__WHAT TO PRODUCE__: Looking at the records below, state how many lines include the string "MonthOverflow" and add nothing further.

__PROVIDED DATA__:
********

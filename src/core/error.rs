use thiserror::Error;

#[derive(Debug, Error)]
pub enum GlidepathError {
    #[error("invalid bucket label {label:?}: {reason}")]
    InvalidBucketName { label: String, reason: String },

    #[error("bucket family mismatch: table uses {expected:?}, column {label:?} does not")]
    MixedBucketFamilies { expected: String, label: String },

    #[error("bucket {label:?} appears more than once")]
    DuplicateBucket { label: String },

    #[error("required column {0:?} is missing")]
    MissingColumn(String),

    #[error("non-numeric factor in column {column:?} at month {month}")]
    NonNumericFactor { column: String, month: u32 },

    #[error("row for month {month} has {actual} values, expected {expected}")]
    RowWidthMismatch {
        month: u32,
        expected: usize,
        actual: usize,
    },

    #[error("month indices must be contiguous: expected {expected}, found {found}")]
    NonContiguousMonths { expected: u32, found: u32 },

    #[error("return factor table has no rows")]
    EmptyTable,

    #[error("{rows} rows starting at month {first_month} run past the last representable month")]
    MonthOverflow { first_month: u32, rows: usize },

    #[error(
        "month {month} is out of range (table covers {first_month}..={last_month}) \
         for the path starting at {start_month}, year {year}"
    )]
    OutOfRange {
        start_month: u32,
        year: u32,
        month: u32,
        first_month: u32,
        last_month: u32,
    },

    #[error("no allocation bucket matches equity weight {equity_weight:?} for horizon {horizon}")]
    UnresolvedAllocation {
        horizon: u32,
        equity_weight: Option<f64>,
    },

    #[error("cost for {bucket} at horizon {horizon} is undefined (insufficient history)")]
    UndefinedCost { bucket: String, horizon: u32 },

    #[error("invalid configuration: {0}")]
    InvalidConfig(String),

    #[error("CSV error: {0}")]
    Csv(#[from] csv::Error),

    #[error("I/O error: {0}")]
    Io(#[from] std::io::Error),
}

impl GlidepathError {
    /// Short machine-readable tag used in exclusion summaries.
    pub fn kind(&self) -> &'static str {
        match self {
            GlidepathError::InvalidBucketName { .. } => "invalid-bucket-name",
            GlidepathError::MixedBucketFamilies { .. } => "mixed-bucket-families",
            GlidepathError::DuplicateBucket { .. } => "duplicate-bucket",
            GlidepathError::MissingColumn(_) => "missing-column",
            GlidepathError::NonNumericFactor { .. } => "non-numeric-factor",
            GlidepathError::RowWidthMismatch { .. } => "row-width-mismatch",
            GlidepathError::NonContiguousMonths { .. } => "non-contiguous-months",
            GlidepathError::EmptyTable => "empty-table",
            GlidepathError::MonthOverflow { .. } => "month-overflow",
            GlidepathError::OutOfRange { .. } => "out-of-range",
            GlidepathError::UnresolvedAllocation { .. } => "unresolved-allocation",
            GlidepathError::UndefinedCost { .. } => "undefined-cost",
            GlidepathError::InvalidConfig(_) => "invalid-config",
            GlidepathError::Csv(_) => "csv",
            GlidepathError::Io(_) => "io",
        }
    }
}

pub type Result<T> = std::result::Result<T, GlidepathError>;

********

__OUTPUT OF THE EXERCISE__: 2